◆ Brief:
Your answer must be an exact copy of the lines from the one holding "Queries using the" through the last line of the entries below, with nothing added.

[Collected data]
------------------------------------------------------------
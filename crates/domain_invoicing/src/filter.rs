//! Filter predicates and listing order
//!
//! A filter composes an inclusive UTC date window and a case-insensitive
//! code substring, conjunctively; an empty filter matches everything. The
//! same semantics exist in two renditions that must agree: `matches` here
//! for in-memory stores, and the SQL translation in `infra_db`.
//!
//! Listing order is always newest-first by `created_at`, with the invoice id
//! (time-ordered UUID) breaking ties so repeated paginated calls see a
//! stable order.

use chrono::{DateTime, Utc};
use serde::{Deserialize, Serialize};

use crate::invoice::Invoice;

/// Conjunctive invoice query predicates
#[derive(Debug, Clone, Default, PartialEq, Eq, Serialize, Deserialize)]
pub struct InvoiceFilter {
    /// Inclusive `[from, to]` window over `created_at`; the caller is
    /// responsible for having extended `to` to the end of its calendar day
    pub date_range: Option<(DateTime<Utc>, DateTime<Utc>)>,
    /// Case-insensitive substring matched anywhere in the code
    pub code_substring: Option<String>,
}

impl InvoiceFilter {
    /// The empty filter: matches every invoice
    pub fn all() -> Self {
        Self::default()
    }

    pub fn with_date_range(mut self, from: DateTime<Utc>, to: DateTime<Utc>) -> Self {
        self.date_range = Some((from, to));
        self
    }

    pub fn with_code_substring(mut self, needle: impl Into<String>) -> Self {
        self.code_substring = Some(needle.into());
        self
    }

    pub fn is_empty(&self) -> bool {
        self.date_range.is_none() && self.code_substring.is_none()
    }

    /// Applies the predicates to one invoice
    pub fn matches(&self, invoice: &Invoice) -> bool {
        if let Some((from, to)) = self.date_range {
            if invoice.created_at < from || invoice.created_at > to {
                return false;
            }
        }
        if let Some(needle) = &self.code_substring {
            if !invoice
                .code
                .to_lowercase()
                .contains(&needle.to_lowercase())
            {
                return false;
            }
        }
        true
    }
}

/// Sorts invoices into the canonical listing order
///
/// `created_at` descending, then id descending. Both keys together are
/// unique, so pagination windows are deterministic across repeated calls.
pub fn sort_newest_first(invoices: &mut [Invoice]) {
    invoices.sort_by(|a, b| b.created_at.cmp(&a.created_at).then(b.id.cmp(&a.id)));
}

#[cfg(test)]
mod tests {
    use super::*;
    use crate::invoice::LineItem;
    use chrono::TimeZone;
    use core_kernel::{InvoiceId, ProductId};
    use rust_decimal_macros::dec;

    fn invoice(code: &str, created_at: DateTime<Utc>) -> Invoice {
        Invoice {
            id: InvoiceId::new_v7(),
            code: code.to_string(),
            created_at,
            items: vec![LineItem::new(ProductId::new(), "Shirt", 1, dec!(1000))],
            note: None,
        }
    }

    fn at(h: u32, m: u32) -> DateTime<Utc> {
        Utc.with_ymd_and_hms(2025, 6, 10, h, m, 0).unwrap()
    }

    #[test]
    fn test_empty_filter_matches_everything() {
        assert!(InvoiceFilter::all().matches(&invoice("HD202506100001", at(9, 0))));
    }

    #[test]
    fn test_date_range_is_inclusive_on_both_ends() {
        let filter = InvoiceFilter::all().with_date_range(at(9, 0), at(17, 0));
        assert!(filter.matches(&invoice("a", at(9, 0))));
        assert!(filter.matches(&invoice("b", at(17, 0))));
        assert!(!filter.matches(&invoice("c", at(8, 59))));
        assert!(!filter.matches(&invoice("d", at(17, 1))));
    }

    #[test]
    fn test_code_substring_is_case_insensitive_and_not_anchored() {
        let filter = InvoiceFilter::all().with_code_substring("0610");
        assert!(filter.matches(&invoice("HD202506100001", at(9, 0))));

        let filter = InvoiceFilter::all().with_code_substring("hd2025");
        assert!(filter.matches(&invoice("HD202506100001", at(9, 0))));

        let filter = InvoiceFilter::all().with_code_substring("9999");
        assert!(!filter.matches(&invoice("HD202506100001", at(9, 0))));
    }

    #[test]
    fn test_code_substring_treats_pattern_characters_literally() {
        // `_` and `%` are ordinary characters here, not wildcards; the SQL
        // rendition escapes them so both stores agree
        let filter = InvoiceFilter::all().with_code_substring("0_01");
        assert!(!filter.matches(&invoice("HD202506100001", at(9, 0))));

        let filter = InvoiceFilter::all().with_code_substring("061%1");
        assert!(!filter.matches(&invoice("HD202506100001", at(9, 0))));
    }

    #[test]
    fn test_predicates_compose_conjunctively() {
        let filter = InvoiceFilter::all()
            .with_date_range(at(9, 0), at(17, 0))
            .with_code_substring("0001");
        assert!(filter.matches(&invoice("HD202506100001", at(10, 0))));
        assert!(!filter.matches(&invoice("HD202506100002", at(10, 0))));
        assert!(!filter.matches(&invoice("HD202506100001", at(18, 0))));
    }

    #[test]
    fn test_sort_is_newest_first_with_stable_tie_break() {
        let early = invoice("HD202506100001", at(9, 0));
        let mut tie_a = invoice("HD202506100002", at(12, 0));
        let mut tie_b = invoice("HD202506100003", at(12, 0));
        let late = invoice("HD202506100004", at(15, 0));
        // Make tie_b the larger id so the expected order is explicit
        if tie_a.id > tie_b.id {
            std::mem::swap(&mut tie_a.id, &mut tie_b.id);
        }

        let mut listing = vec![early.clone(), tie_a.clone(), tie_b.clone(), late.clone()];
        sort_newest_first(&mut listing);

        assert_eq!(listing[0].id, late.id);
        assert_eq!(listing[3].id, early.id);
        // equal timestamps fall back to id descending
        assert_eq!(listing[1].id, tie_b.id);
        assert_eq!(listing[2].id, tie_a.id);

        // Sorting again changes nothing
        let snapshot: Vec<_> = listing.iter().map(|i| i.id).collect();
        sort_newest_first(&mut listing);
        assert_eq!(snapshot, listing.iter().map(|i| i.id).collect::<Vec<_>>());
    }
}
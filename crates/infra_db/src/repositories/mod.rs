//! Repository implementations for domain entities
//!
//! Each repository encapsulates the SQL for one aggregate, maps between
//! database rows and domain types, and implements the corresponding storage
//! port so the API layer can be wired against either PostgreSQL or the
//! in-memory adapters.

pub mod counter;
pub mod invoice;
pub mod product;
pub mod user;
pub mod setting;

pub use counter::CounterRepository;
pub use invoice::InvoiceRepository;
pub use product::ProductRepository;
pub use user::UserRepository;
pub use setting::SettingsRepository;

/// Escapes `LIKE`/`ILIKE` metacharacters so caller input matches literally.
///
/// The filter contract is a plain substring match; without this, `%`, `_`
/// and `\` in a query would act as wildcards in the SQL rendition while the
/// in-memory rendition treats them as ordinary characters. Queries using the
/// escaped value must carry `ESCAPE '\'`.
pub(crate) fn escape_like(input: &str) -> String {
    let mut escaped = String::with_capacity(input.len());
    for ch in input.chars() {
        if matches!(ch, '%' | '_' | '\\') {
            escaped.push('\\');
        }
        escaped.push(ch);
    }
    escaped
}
------------------------------------------------------------
◆ Written solution:
/// in-memory rendition treats them as ordinary characters. Queries using the
/// escaped value must carry `ESCAPE '\'`.
pub(crate) fn escape_like(input: &str) -> String {
    let mut escaped = String::with_capacity(input.len());
    for ch in input.chars() {
        if matches!(ch, '%' | '_' | '\\') {
            escaped.push('\\');
        }
        escaped.push(ch);
    }
    escaped
}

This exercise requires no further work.